The uniform mixing of matrix resin and processing aid generally carries out at normal temperatures in present method.The equipment that uses is general raw material mixing equipment, as high-speed mixer, common kneader or tumbler mixer etc.
Present method in the step of blended cross linking, use blending equipment as the general blending equipment in the rubber and plastic processing industry, can comprise mill, Banbury mixer, single screw extrusion machine or twin screw extruder etc.
The moulding of material can comprise general plastic shaping methods such as compression molding method, injection molding method or extrusion moulding.
The equipment that uses in section bar foamable step is that general thermostatically heating equipment comprises hot drying tunnel, oven heat etc.
Present method is applicable to the kinds of processes of polyethylene foam, as technologies such as extrusion foaming, moulded from foam, injection foaming or the foaming of expandability pellet.The Fig. 2 in the accompanying drawing is seen in the flow process signal of these technologies.
The millipore polyethene material mean pore size of present method gained is 0.20~0.60mm, the expansion ratio height, and apparent density is 20~100Kg/m
3, area density is 0.1~0.4kg/m
2, material thickness is 1~10mm.This kind material mechanical performance is good, heat-proof quality good, dimensional stability is good, its tensile strength 〉=0.3MPa, and elongation at break 〉=100%, the thermal conductivity to air is 0.03~0.04W/mK at normal temperatures.Because foaming system is stable, the poromerics of present method gained is fit to do large-scale foaming product, and as the foam sheet of wide cut, its width can reach more than the 0.5m.This poromerics is applicable to very extensive fields.
Simple, the easy handling of the method for preparing millipore polyethene material of the present invention is applicable to the kinds of processes of polyethylene foam.
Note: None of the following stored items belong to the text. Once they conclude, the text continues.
// SPDX-FileCopyrightText: 2026 Zapdesk Contributors
// SPDX-License-Identifier: MIT OR Apache-2.0

//! Metric registration and recording helpers.
//!
//! Uses the metrics-rs facade so any recorder (Prometheus, statsd, etc.)
//! can collect these metrics. Without an installed recorder every helper is
//! a no-op, which is what unit tests rely on.

use metrics::describe_counter;

/// Register all zapdesk metric descriptions.
///
/// Called once at startup after the recorder is installed.
pub fn register_metrics() {
    describe_counter!(
        "zapdesk_webhook_events_total",
        "Webhook deliveries by provider and outcome"
    );
    describe_counter!(
        "zapdesk_webhook_errors_total",
        "Errors swallowed while processing webhooks, by provider and stage"
    );
    describe_counter!(
        "zapdesk_messages_persisted_total",
        "Messages written, by provider and direction"
    );
    describe_counter!(
        "zapdesk_media_ingest_total",
        "Media attachments ingested, by outcome"
    );
    describe_counter!(
        "zapdesk_reconcile_total",
        "Contacts handled by the duplicate reconciler, by outcome"
    );
}

/// Record one webhook delivery and how it ended (`processed`, `ignored`, `rejected`, `failed`).
pub fn record_webhook_event(provider: &str, outcome: &'static str) {
    metrics::counter!(
        "zapdesk_webhook_events_total",
        "provider" => provider.to_string(),
        "outcome" => outcome
    )
    .increment(1);
}

/// Record an error that was logged and swallowed at `stage`.
pub fn record_webhook_error(provider: &str, stage: &'static str) {
    metrics::counter!(
        "zapdesk_webhook_errors_total",
        "provider" => provider.to_string(),
        "stage" => stage
    )
    .increment(1);
}

/// Record a persisted message (`inbound` or `outbound`).
pub fn record_message_persisted(provider: &str, direction: &'static str) {
    metrics::counter!(
        "zapdesk_messages_persisted_total",
        "provider" => provider.to_string(),
        "direction" => direction
    )
    .increment(1);
}

/// Record a media ingest result (`stored`, `placeholder` or `unavailable`).
pub fn record_media_ingest(outcome: &'static str) {
    metrics::counter!("zapdesk_media_ingest_total", "outcome" => outcome).increment(1);
}

/// Record reconciler results (`merged`, `updated`, `failed`).
pub fn record_reconcile(outcome: &'static str, count: u64) {
    metrics::counter!("zapdesk_reconcile_total", "outcome" => outcome).increment(count);
}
Further describe the present invention below in conjunction with embodiment, scope of the present invention is not subjected to the restriction of these embodiment.Scope of the present invention proposes in claims.
Accompanying drawing 1 is embodiment 8 gained sample electromicroscopic photographs, and magnification is about 20 times.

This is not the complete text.